Abstract

Introduction: Anaerobes are an important cause of infections but are often neglected. These infections can range from simple abscesses to life-threatening infections. The isolation of anaerobes is crucial for administering appropriate antibiotic therapy. Aim: To investigate the profile of anaerobes in various clinical samples, including deep-seated skin and tissue infections, aspirated body fluids, and tissue biopsies. Materials and Methods: A cross-sectional study was conducted on a total of 100 samples at the Department of Microbiology, ABVIMS and Dr RML Hospital, New Delhi, from November 2019 to March 2021. Aspirations from deep-seated abscesses, body fluids, intraoperative samples, and tissue biopsies meeting the criteria for anaerobic culture were included. Simultaneous processing for the detection of aerobes was also performed. Anoxomat III anaerobic culture system was used to create an anaerobic environment. Robertson Cooked Meat (RCM) broth was used, and subculture was conducted on 10% Blood Agar (BA). Presumptive identification was performed using gram stain, catalase test (15% hydrogen peroxide), metronidazole disc (5 µg), special potency disc (vancomycin 5 µg, kanamycin 1000 µg, colistin 10 µg), and aerotolerance test. The Vitek 2 compact ID system was used for the final identification of anaerobes.
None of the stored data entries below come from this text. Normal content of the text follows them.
use super::{secs, ConfigError};
use serde::{Deserialize, Serialize};
use std::time::Duration;

/// How many pools, connections and workers to run, and for how long.
#[derive(Debug, Clone, PartialEq, Serialize, Deserialize)]
#[serde(default)]
pub struct RunPlan {
    /// Number of independent pools (client instances).
    pub client_instances: usize,
    /// Connection managers in each pool.
    pub connections_per_pool: usize,
    /// Worker threads bound to each pool.
    pub threads_per_pool: usize,
    /// Run length. `None` runs until stopped.
    #[serde(with = "secs::option")]
    pub duration: Option<Duration>,
    /// Cap on aggregate throughput across all pools.
    pub target_ops_per_second: Option<u64>,
    /// How long a worker waits for a free connection.
    #[serde(with = "secs")]
    pub acquire_timeout: Duration,
    /// How long shutdown waits for workers to exit.
    #[serde(with = "secs")]
    pub join_timeout: Duration,
}

impl Default for RunPlan {
    fn default() -> Self {
        Self {
            client_instances: 4,
            connections_per_pool: 1,
            threads_per_pool: 10,
            duration: None,
            target_ops_per_second: None,
            acquire_timeout: Duration::from_secs(1),
            join_timeout: Duration::from_secs(5),
        }
    }
}

impl RunPlan {
    pub fn new(client_instances: usize, connections_per_pool: usize, threads_per_pool: usize) -> Self {
        Self {
            client_instances,
            connections_per_pool,
            threads_per_pool,
            ..Default::default()
        }
    }

    pub fn with_duration(mut self, duration: Option<Duration>) -> Self {
        self.duration = duration;
        self
    }

    pub fn with_target_ops_per_second(mut self, target: Option<u64>) -> Self {
        self.target_ops_per_second = target;
        self
    }

    pub fn with_acquire_timeout(mut self, timeout: Duration) -> Self {
        self.acquire_timeout = timeout;
        self
    }

    pub fn with_join_timeout(mut self, timeout: Duration) -> Self {
        self.join_timeout = timeout;
        self
    }

    pub fn total_workers(&self) -> usize {
        self.client_instances * self.threads_per_pool
    }

    /// Rate target for one pool, if a global target is set.
    pub fn per_pool_target(&self) -> Option<f64> {
        self.target_ops_per_second
            .map(|t| t as f64 / self.client_instances.max(1) as f64)
    }

    pub fn validate(&self, max_connections: usize) -> Result<(), ConfigError> {
        if self.client_instances == 0 {
            return Err(ConfigError::Plan(
                "number of clients must be greater than 0".into(),
            ));
        }
        if self.connections_per_pool == 0 {
            return Err(ConfigError::Plan(
                "connections per client must be greater than 0".into(),
            ));
        }
        if self.threads_per_pool == 0 {
            return Err(ConfigError::Plan(
                "number of threads per client must be greater than 0".into(),
            ));
        }
        if self.connections_per_pool > max_connections {
            return Err(ConfigError::Plan(format!(
                "connections per client ({}) exceeds max_connections ({max_connections})",
                self.connections_per_pool
            )));
        }
        if self.target_ops_per_second == Some(0) {
            return Err(ConfigError::Plan(
                "target ops/sec must be greater than 0 when set".into(),
            ));
        }
        if self.duration.is_some_and(|d| d.is_zero()) {
            return Err(ConfigError::Plan("duration must be greater than 0".into()));
        }
        if self.acquire_timeout.is_zero() {
            return Err(ConfigError::Plan("acquire timeout must be non-zero".into()));
        }
        Ok(())
    }
}
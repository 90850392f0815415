use loadgen_core::{ConfigError, OpKind};
use rand::Rng;

/// Normalized cumulative weights over the candidate operations.
///
/// Built once per run and shared read-only by every worker. Selection takes
/// the caller's RNG, so concurrent workers never touch shared mutable state.
#[derive(Debug, Clone, PartialEq)]
pub struct OperationMix {
    operations: Vec<OpKind>,
    cumulative: Vec<f64>,
}

impl OperationMix {
    /// Operations with zero weight are dropped.
    pub fn new(weighted: &[(OpKind, f64)]) -> Result<Self, ConfigError> {
        let mut operations = Vec::with_capacity(weighted.len());
        let mut raw = Vec::with_capacity(weighted.len());
        for (op, weight) in weighted {
            if !weight.is_finite() || *weight < 0.0 {
                return Err(ConfigError::Workload(format!(
                    "weight for {op} must be a non-negative number, got {weight}"
                )));
            }
            if *weight > 0.0 {
                operations.push(*op);
                raw.push(*weight);
            }
        }
        let total: f64 = raw.iter().sum();
        if operations.is_empty() || total <= 0.0 {
            return Err(ConfigError::Workload(
                "operation weights must sum to a positive total".into(),
            ));
        }

        let mut running = 0.0;
        let mut cumulative: Vec<f64> = raw
            .iter()
            .map(|w| {
                running += w / total;
                running
            })
            .collect();
        if let Some(last) = cumulative.last_mut() {
            *last = 1.0;
        }
        Ok(Self {
            operations,
            cumulative,
        })
    }

    pub fn select<R: Rng>(&self, rng: &mut R) -> OpKind {
        let r: f64 = rng.random();
        let index = self
            .cumulative
            .partition_point(|&c| c <= r)
            .min(self.operations.len() - 1);
        self.operations[index]
    }

    pub fn operations(&self) -> &[OpKind] {
        &self.operations
    }

    /// Normalized probability of `op`.
    pub fn weight(&self, op: OpKind) -> f64 {
        self.operations
            .iter()
            .position(|o| *o == op)
            .map(|i| {
                let prev = if i == 0 { 0.0 } else { self.cumulative[i - 1] };
                self.cumulative[i] - prev
            })
            .unwrap_or(0.0)
    }

    pub fn contains(&self, op: OpKind) -> bool {
        self.operations.contains(&op)
    }
}

#[cfg(test)]
mod tests {
    use super::*;
    use rand::rngs::StdRng;
    use rand::SeedableRng;
    use std::collections::HashMap;

    #[test]
    fn test_weights_are_normalized() {
        let mix = OperationMix::new(&[(OpKind::Set, 2.0), (OpKind::Get, 6.0)]).unwrap();
        assert!((mix.weight(OpKind::Set) - 0.25).abs() < 1e-9);
        assert!((mix.weight(OpKind::Get) - 0.75).abs() < 1e-9);
        assert_eq!(mix.weight(OpKind::Del), 0.0);
    }

    #[test]
    fn test_zero_weights_dropped() {
        let mix = OperationMix::new(&[(OpKind::Set, 0.0), (OpKind::Get, 1.0)]).unwrap();
        assert_eq!(mix.operations(), &[OpKind::Get]);
        let mut rng = StdRng::seed_from_u64(1);
        assert!((0..100).all(|_| mix.select(&mut rng) == OpKind::Get));
    }

    #[test]
    fn test_invalid_weights_rejected() {
        assert!(OperationMix::new(&[]).is_err());
        assert!(OperationMix::new(&[(OpKind::Set, 0.0)]).is_err());
        assert!(OperationMix::new(&[(OpKind::Set, -1.0)]).is_err());
        assert!(OperationMix::new(&[(OpKind::Set, f64::NAN)]).is_err());
    }

    #[test]
    fn test_selection_follows_weights() {
        let mix = OperationMix::new(&[
            (OpKind::Set, 0.2),
            (OpKind::Get, 0.7),
            (OpKind::Incr, 0.1),
        ])
        .unwrap();
        let mut rng = StdRng::seed_from_u64(42);
        let mut counts: HashMap<OpKind, usize> = HashMap::new();
        let n = 100_000;
        for _ in 0..n {
            *counts.entry(mix.select(&mut rng)).or_insert(0) += 1;
        }
        for (op, expected) in [(OpKind::Set, 0.2), (OpKind::Get, 0.7), (OpKind::Incr, 0.1)] {
            let observed = counts[&op] as f64 / n as f64;
            assert!(
                (observed - expected).abs() < 0.01,
                "{op}: observed {observed}, expected {expected}"
            );
        }
    }
}
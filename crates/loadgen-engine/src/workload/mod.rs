//! Workload variants: how one unit of work is selected and executed.
//!
//! Every worker owns its own [`Workload`] (and RNG). The normalized
//! [`OperationMix`] and the key sequence are built once per run in
//! [`SharedWorkload`] and shared read-only between workers.

mod commands;
mod keyspace;
mod mix;
mod pubsub;

pub use commands::CommandFactory;
pub use keyspace::{KeyGenerator, ValueGenerator};
pub use mix::OperationMix;
pub use pubsub::{Listener, LISTENER_JOIN_TIMEOUT};

use crate::connection::ConnectionManager;
use crate::error::ExecError;
use loadgen_core::{
    ConfigError, ConnectionConfig, Connector, ErrorKind, KvClient, OpKind, OperationOutcome,
    WorkloadKind, WorkloadSpec,
};
use loadgen_metrics::MetricsSink;
use rand::rngs::StdRng;
use rand::SeedableRng;
use std::sync::atomic::AtomicU64;
use std::sync::Arc;
use std::time::{Duration, Instant};

/// Per-run state shared by every worker's workload.
#[derive(Debug, Clone)]
pub struct SharedWorkload {
    spec: WorkloadSpec,
    mix: Arc<OperationMix>,
    sequence: Arc<AtomicU64>,
    channels: Arc<[String]>,
}

impl SharedWorkload {
    pub fn new(spec: &WorkloadSpec) -> Result<Self, ConfigError> {
        spec.validate()?;
        let mix = OperationMix::new(&spec.weighted_operations())?;
        Ok(Self {
            spec: spec.clone(),
            mix: Arc::new(mix),
            sequence: Arc::new(AtomicU64::new(0)),
            channels: spec.channels.iter().cloned().collect(),
        })
    }

    pub fn spec(&self) -> &WorkloadSpec {
        &self.spec
    }

    pub fn mix(&self) -> &Arc<OperationMix> {
        &self.mix
    }

    fn command_factory(&self) -> CommandFactory {
        CommandFactory::new(
            KeyGenerator::new(
                self.spec.key_prefix.clone(),
                self.spec.key_range,
                Arc::clone(&self.sequence),
            ),
            ValueGenerator::new(self.spec.value_size),
            Arc::clone(&self.channels),
        )
    }
}

/// Selection state owned by one worker.
#[derive(Debug)]
pub struct Selector {
    mix: Arc<OperationMix>,
    commands: CommandFactory,
    rng: StdRng,
}

impl Selector {
    fn new(shared: &SharedWorkload, seed: Option<u64>) -> Self {
        let rng = match seed {
            Some(seed) => StdRng::seed_from_u64(seed),
            None => StdRng::from_os_rng(),
        };
        Self {
            mix: Arc::clone(&shared.mix),
            commands: shared.command_factory(),
            rng,
        }
    }

    pub fn select(&mut self) -> OpKind {
        self.mix.select(&mut self.rng)
    }

    fn execute_single<C: Connector>(
        &mut self,
        op: OpKind,
        conn: &mut ConnectionManager<C>,
    ) -> OperationOutcome {
        let Some(command) = self.commands.build(op, &mut self.rng) else {
            return OperationOutcome::failure(op.name(), Duration::ZERO, ErrorKind::Command);
        };
        let start = Instant::now();
        let result = conn.execute(|client| client.execute(&command));
        let latency = start.elapsed();
        OperationOutcome::from_result(op.name(), latency, &result.map_err(|e| e.kind()))
    }

    fn build_batch(&mut self, size: usize) -> (Vec<OpKind>, Vec<loadgen_core::Command>) {
        let mut ops = Vec::with_capacity(size);
        let mut commands = Vec::with_capacity(size);
        for _ in 0..size {
            let op = self.select();
            if let Some(command) = self.commands.build(op, &mut self.rng) {
                ops.push(op);
                commands.push(command);
            }
        }
        (ops, commands)
    }
}

/// Pub/sub specific state: the lazily started listener.
pub struct PubSubState<C: Connector> {
    name: String,
    connector: Arc<C>,
    config: ConnectionConfig,
    sink: Arc<dyn MetricsSink>,
    channels: Vec<String>,
    listener: Option<Listener>,
}

impl<C: Connector> PubSubState<C> {
    /// Start the listener unless one is already running.
    fn ensure_listening(&mut self) -> Result<(), ErrorKind> {
        if self.listener.as_ref().is_some_and(Listener::is_running) {
            return Ok(());
        }
        if let Some(mut stale) = self.listener.take() {
            stale.stop(Duration::ZERO);
        }
        let listener = Listener::spawn(
            format!("{}-listener", self.name),
            Arc::clone(&self.connector),
            self.channels.clone(),
            &self.config,
            Arc::clone(&self.sink),
        )
        .map_err(|e| {
            tracing::error!("{}: failed to start listener thread: {e}", self.name);
            ErrorKind::Unknown
        })?;
        self.listener = Some(listener);
        Ok(())
    }

    pub fn is_listening(&self) -> bool {
        self.listener.as_ref().is_some_and(Listener::is_running)
    }
}

/// One worker's workload.
pub enum Workload<C: Connector> {
    /// One command per unit of work.
    Single(Selector),
    /// `size` commands in one round trip. Each command succeeds or fails on
    /// its own.
    Pipelined { selector: Selector, size: usize },
    /// `size` commands in MULTI/EXEC. All succeed or all fail.
    Transactional { selector: Selector, size: usize },
    /// PUBLISH metered like any command; SUBSCRIBE starts a listener.
    PubSub {
        selector: Selector,
        state: PubSubState<C>,
    },
}

impl<C: Connector> Workload<C> {
    /// Build the workload for one worker. `name` labels the worker's
    /// threads and log lines.
    pub fn new(
        name: impl Into<String>,
        shared: &SharedWorkload,
        connector: Arc<C>,
        config: &ConnectionConfig,
        sink: Arc<dyn MetricsSink>,
    ) -> Self {
        Self::with_seed(name, shared, connector, config, sink, None)
    }

    pub fn with_seed(
        name: impl Into<String>,
        shared: &SharedWorkload,
        connector: Arc<C>,
        config: &ConnectionConfig,
        sink: Arc<dyn MetricsSink>,
        seed: Option<u64>,
    ) -> Self {
        let selector = Selector::new(shared, seed);
        let spec = shared.spec();
        match spec.kind {
            WorkloadKind::Single => Workload::Single(selector),
            WorkloadKind::Pipelined => Workload::Pipelined {
                selector,
                size: spec.pipeline_size,
            },
            WorkloadKind::Transactional => Workload::Transactional {
                selector,
                size: spec.transaction_size,
            },
            WorkloadKind::PubSub => Workload::PubSub {
                selector,
                state: PubSubState {
                    name: name.into(),
                    connector,
                    config: config.clone(),
                    sink,
                    channels: spec.channels.clone(),
                    listener: None,
                },
            },
        }
    }

    pub fn kind(&self) -> WorkloadKind {
        match self {
            Workload::Single(_) => WorkloadKind::Single,
            Workload::Pipelined { .. } => WorkloadKind::Pipelined,
            Workload::Transactional { .. } => WorkloadKind::Transactional,
            Workload::PubSub { .. } => WorkloadKind::PubSub,
        }
    }

    pub fn select_operation(&mut self) -> OpKind {
        self.selector_mut().select()
    }

    /// Execute one unit of work on `conn`.
    ///
    /// Never fails: every error becomes a failed outcome. Returns one outcome
    /// per attempted operation.
    pub fn execute_once(&mut self, conn: &mut ConnectionManager<C>) -> Vec<OperationOutcome> {
        match self {
            Workload::Single(selector) => {
                let op = selector.select();
                vec![selector.execute_single(op, conn)]
            }
            Workload::Pipelined { selector, size } => {
                let (ops, commands) = selector.build_batch(*size);
                if commands.is_empty() {
                    return Vec::new();
                }
                let start = Instant::now();
                let result = conn.execute(|client| client.pipeline(&commands));
                let latency = average(start.elapsed(), ops.len());
                match result {
                    Ok(replies) => {
                        let mut replies = replies.into_iter();
                        ops.iter()
                            .map(|op| match replies.next() {
                                Some(Ok(_)) => OperationOutcome::success(op.name(), latency),
                                Some(Err(e)) => {
                                    OperationOutcome::failure(op.name(), latency, e.kind())
                                }
                                None => OperationOutcome::failure(
                                    op.name(),
                                    latency,
                                    ErrorKind::Unknown,
                                ),
                            })
                            .collect()
                    }
                    Err(e) => fail_all(&ops, latency, &e),
                }
            }
            Workload::Transactional { selector, size } => {
                let (ops, commands) = selector.build_batch(*size);
                if commands.is_empty() {
                    return Vec::new();
                }
                let start = Instant::now();
                let result = conn.execute(|client| client.transaction(&commands));
                let latency = average(start.elapsed(), ops.len());
                match result {
                    Ok(_) => ops
                        .iter()
                        .map(|op| OperationOutcome::success(op.name(), latency))
                        .collect(),
                    Err(e) => fail_all(&ops, latency, &e),
                }
            }
            Workload::PubSub { selector, state } => {
                let op = selector.select();
                if op == OpKind::Subscribe {
                    let start = Instant::now();
                    let result = state.ensure_listening();
                    vec![OperationOutcome::from_result(
                        op.name(),
                        start.elapsed(),
                        &result,
                    )]
                } else {
                    vec![selector.execute_single(op, conn)]
                }
            }
        }
    }

    /// Release background resources. Idempotent; also runs on drop.
    pub fn cleanup(&mut self) {
        if let Workload::PubSub { state, .. } = self {
            if let Some(mut listener) = state.listener.take() {
                listener.stop(LISTENER_JOIN_TIMEOUT);
            }
        }
    }

    pub fn is_listening(&self) -> bool {
        match self {
            Workload::PubSub { state, .. } => state.is_listening(),
            _ => false,
        }
    }

    fn selector_mut(&mut self) -> &mut Selector {
        match self {
            Workload::Single(selector)
            | Workload::Pipelined { selector, .. }
            | Workload::Transactional { selector, .. }
            | Workload::PubSub { selector, .. } => selector,
        }
    }
}

impl<C: Connector> Drop for Workload<C> {
    fn drop(&mut self) {
        self.cleanup();
    }
}

fn average(total: Duration, count: usize) -> Duration {
    if count == 0 {
        total
    } else {
        total / count as u32
    }
}

fn fail_all(ops: &[OpKind], latency: Duration, error: &ExecError) -> Vec<OperationOutcome> {
    let kind = error.kind();
    ops.iter()
        .map(|op| OperationOutcome::failure(op.name(), latency, kind))
        .collect()
}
Statistical Package for Social Sciences (SPSS) software, IBM manufacturer, Chicago, USA, ver 21.0, was utilised. Results: The isolation rate of anaerobes was 17 (17%), with Bacteroides fragilis being the predominant organism (6; 35.29%), followed by Actinomyces (2; 11.76%), Clostridium (2; 11.76%), Peptostreptococcus (2; 11.76%), and Prevotella species (2; 11.76%). Isolation was observed from diverse anatomic sites, with pus aspirates constituting the majority of the isolates (9; 52.94%), followed by brain abscesses (3; 17.65%), liver abscesses, peritoneal fluid (2; 11.76%), and tonsillar abscess (1; 5.89%). Five (29.41%) infections were polymicrobial, while 12 (70.59%) were monomicrobial in nature. Conclusion: Anaerobes are emerging as an important causative agents in a variety of diverse and heterogeneous pyogenic infections. This study demonstrates their isolation from various infection sites. Therefore, routine anaerobic cultures should be conducted alongside aerobic cultures, and the importance of anaerobes in clinical infections should not be underestimated.